Despite the statehood, we still feel our freedom is endangered by what is happening in the world. In our mind’s eye, Estonia often is like a little boat on a stormy sea. Probably, the sense of danger is due to the earlier historic experience which was the very loss of independence in 1940 i.e. the fact that at one moment the freedom may no longer be.
The worries about lasting freedom were also mentioned by the President Ilves. He said this is what differentiates us from other nations. But as he said, it is also out historic experience to come out of the most difficult situations, finding the ways out using smartness. Therefore, we ought not to yield to the fears of the unknown. Fear is the mankind’s oldest and strongest emotion, and the strongest kind of it is the very fear of the unknown. But fears paralyse our minds and actions, hinder us from taking decisions which lead us onwards. Therefore, we need to stay bold and make courageous choices.

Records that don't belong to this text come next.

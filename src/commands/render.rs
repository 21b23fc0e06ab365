// Copyright (c) AlphaVelocity.
// All rights reserved.
//
// This source code is licensed under the license found in the
// LICENSE file in the root directory of this source tree.

use anyhow::{Context, Result};

use crate::config::Settings;
use crate::document;
use crate::store::QuoteStore;
use crate::utils::find_quote;

pub fn handle(store: &dyn QuoteStore, m: &clap::ArgMatches) -> Result<()> {
    let quotes = store.load()?;
    let q = find_quote(&quotes, m.get_one::<String>("quote").unwrap())?;
    let settings = Settings::load(store)?;
    let doc = document::render(q, &settings);
    match m.get_one::<String>("out") {
        Some(out) => {
            let out = out.trim();
            std::fs::write(out, &doc).with_context(|| format!("Write {}", out))?;
            println!("Rendered {} {} to {}", document::document_title(q), q.number, out);
        }
        None => print!("{}", doc),
    }
    Ok(())
}
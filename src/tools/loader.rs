//! 启动时把动作原语绑定为处理器
//!
//! 按 entrypoint 的模块名匹配内置实现（read_file、list_directory、web_search、summarize_text、run_shell）；
//! 不匹配时若 entrypoint 文件存在则作为程序型动作（PluginTool）；都不满足的动作跳过并告警，
//! 之后调用它会得到 NotRegistered 观察结果。

use std::path::PathBuf;
use std::sync::Arc;

use crate::llm::LlmClient;
use crate::primitives::{Primitive, PrimitiveKind, PrimitiveRegistry};
use crate::react::{FINISH_ACTION, RETRIEVE_KNOWLEDGE_ACTION};
use crate::tools::{
    ListDirectoryTool, PluginTool, ReadFileTool, ShellSandbox, ShellTool, SummarizeTool, Tool, ToolRegistry,
    WebSearchTool,
};

/// 绑定内置工具所需的运行环境
pub struct ToolContext {
    pub workspace_root: PathBuf,
    pub shell: Arc<ShellSandbox>,
    pub timeout_secs: u64,
    pub search_timeout_secs: u64,
    pub search_max_results: usize,
    pub summarizer: Option<Arc<dyn LlmClient>>,
}

pub fn bind_actions(registry: &PrimitiveRegistry, ctx: &ToolContext) -> ToolRegistry {
    let mut tools = ToolRegistry::new();
    for primitive in registry.get_all(PrimitiveKind::Actions) {
        let name = primitive.name();
        if name == FINISH_ACTION || name == RETRIEVE_KNOWLEDGE_ACTION {
            continue;
        }
        match bind(primitive, ctx) {
            Some(tool) => {
                tracing::debug!(action = %name, handler = %tool.name(), description = %tool.description(), "action bound");
                tools.register_as(name, tool);
            }
            None => {
                tracing::warn!(action = %name, entrypoint = %primitive.manifest.entrypoint, "no handler for action; skipping");
            }
        }
    }
    tracing::info!(count = tools.len(), "actions bound");
    tools
}

fn bind(primitive: &Primitive, ctx: &ToolContext) -> Option<Arc<dyn Tool>> {
    let tool: Arc<dyn Tool> = match primitive.entrypoint_module() {
        "read_file" => Arc::new(ReadFileTool::new(&ctx.workspace_root)),
        "list_directory" | "list_dir" => Arc::new(ListDirectoryTool::new(&ctx.workspace_root)),
        "web_search" | "search" => Arc::new(WebSearchTool::new(ctx.search_timeout_secs, ctx.search_max_results)),
        "summarize_text" | "summarize" => Arc::new(SummarizeTool::new(ctx.summarizer.clone()?)),
        "run_shell" | "shell" | "execute_shell" => {
            let allowed = &primitive.manifest.allowed_shell_commands;
            let sandbox = if allowed.is_empty() {
                ctx.shell.clone()
            } else {
                Arc::new(ctx.shell.with_allowed(allowed.clone()))
            };
            Arc::new(ShellTool::new(sandbox))
        }
        _ => {
            let program = primitive.entrypoint_path();
            if !program.is_file() {
                return None;
            }
            Arc::new(PluginTool::new(
                primitive.name(),
                primitive.description(),
                program,
                primitive.manifest.args.clone(),
                &ctx.workspace_root,
                ctx.timeout_secs,
            ))
        }
    };
    Some(tool)
}
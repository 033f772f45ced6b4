//! Token 估算（确定性的字符计数近似，不依赖具体模型的分词器）

/// Token 估算器
pub struct TokenEstimator;

impl TokenEstimator {
    /// 估算文本的 token 数量
    /// 英文约 4 字符/token，中文约 1.5 字符/token；空文本为 0
    pub fn estimate(text: &str) -> usize {
        if text.is_empty() {
            return 0;
        }
        let (ascii, non_ascii) = text.chars().fold((0usize, 0usize), |(a, n), c| {
            if c.is_ascii() {
                (a + 1, n)
            } else {
                (a, n + 1)
            }
        });
        let tokens = ascii.div_ceil(4) + (non_ascii as f64 / 1.5).ceil() as usize;
        tokens.max(1)
    }
}

/// 按比例截断到约 max_tokens，保留开头部分
pub fn truncate_to_tokens(text: &str, max_tokens: usize) -> String {
    let estimated = TokenEstimator::estimate(text);
    if estimated <= max_tokens {
        return text.to_string();
    }
    if max_tokens == 0 {
        return String::new();
    }

    let ratio = max_tokens as f64 / estimated as f64;
    // 留 10% 余量给截断标记
    let target_chars = (text.chars().count() as f64 * ratio * 0.9) as usize;
    let truncated: String = text.chars().take(target_chars).collect();
    format!("{}...[truncated]", truncated.trim_end())
}

#[cfg(test)]
mod tests {
    use super::*;

    #[test]
    fn test_estimate_ascii_and_cjk() {
        assert_eq!(TokenEstimator::estimate(""), 0);
        assert_eq!(TokenEstimator::estimate("abcd"), 1);
        assert_eq!(TokenEstimator::estimate("abcde"), 2);
        assert_eq!(TokenEstimator::estimate("你好吗"), 2);
    }

    #[test]
    fn test_estimate_is_deterministic() {
        let s = "Thought: look at the repo layout first";
        assert_eq!(TokenEstimator::estimate(s), TokenEstimator::estimate(s));
    }

    #[test]
    fn test_truncate_shrinks() {
        let text = "word ".repeat(400);
        let out = truncate_to_tokens(&text, 50);
        assert!(TokenEstimator::estimate(&out) <= 50);
        assert!(out.ends_with("[truncated]"));
        assert_eq!(truncate_to_tokens("short", 50), "short");
    }
}
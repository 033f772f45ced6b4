//! DeepSeek API 客户端（OpenAI 兼容格式）
//!
//! - Base URL: https://api.deepseek.com
//! - 默认模型: deepseek-chat，可用 llm.model 覆盖

use crate::llm::OpenAiClient;

pub const DEEPSEEK_BASE_URL: &str = "https://api.deepseek.com";
pub const DEEPSEEK_CHAT: &str = "deepseek-chat";

/// 创建 DeepSeek 客户端；model 为 None 时使用 deepseek-chat
pub fn create_deepseek_client(model: Option<&str>, api_key: &str) -> OpenAiClient {
    let model = model.unwrap_or(DEEPSEEK_CHAT);
    OpenAiClient::new(Some(DEEPSEEK_BASE_URL), model, api_key)
}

The choice of freedom reveals the maturity of Estonian people as hardly would an individual in his sound mind wish to live out his days in a large community apartment or hostel which the empires we got out of in 1918 and 1991 were in a sense. Better it is to live in a little house of one’s own. Nothing bad in our home being small. More important to be big in spirit than ion numbers. And during these past centuries, this the Estonians have doubtless managed to be, achieving an uniquely high cultural development in Europe and the world considering the smallness of out ranks.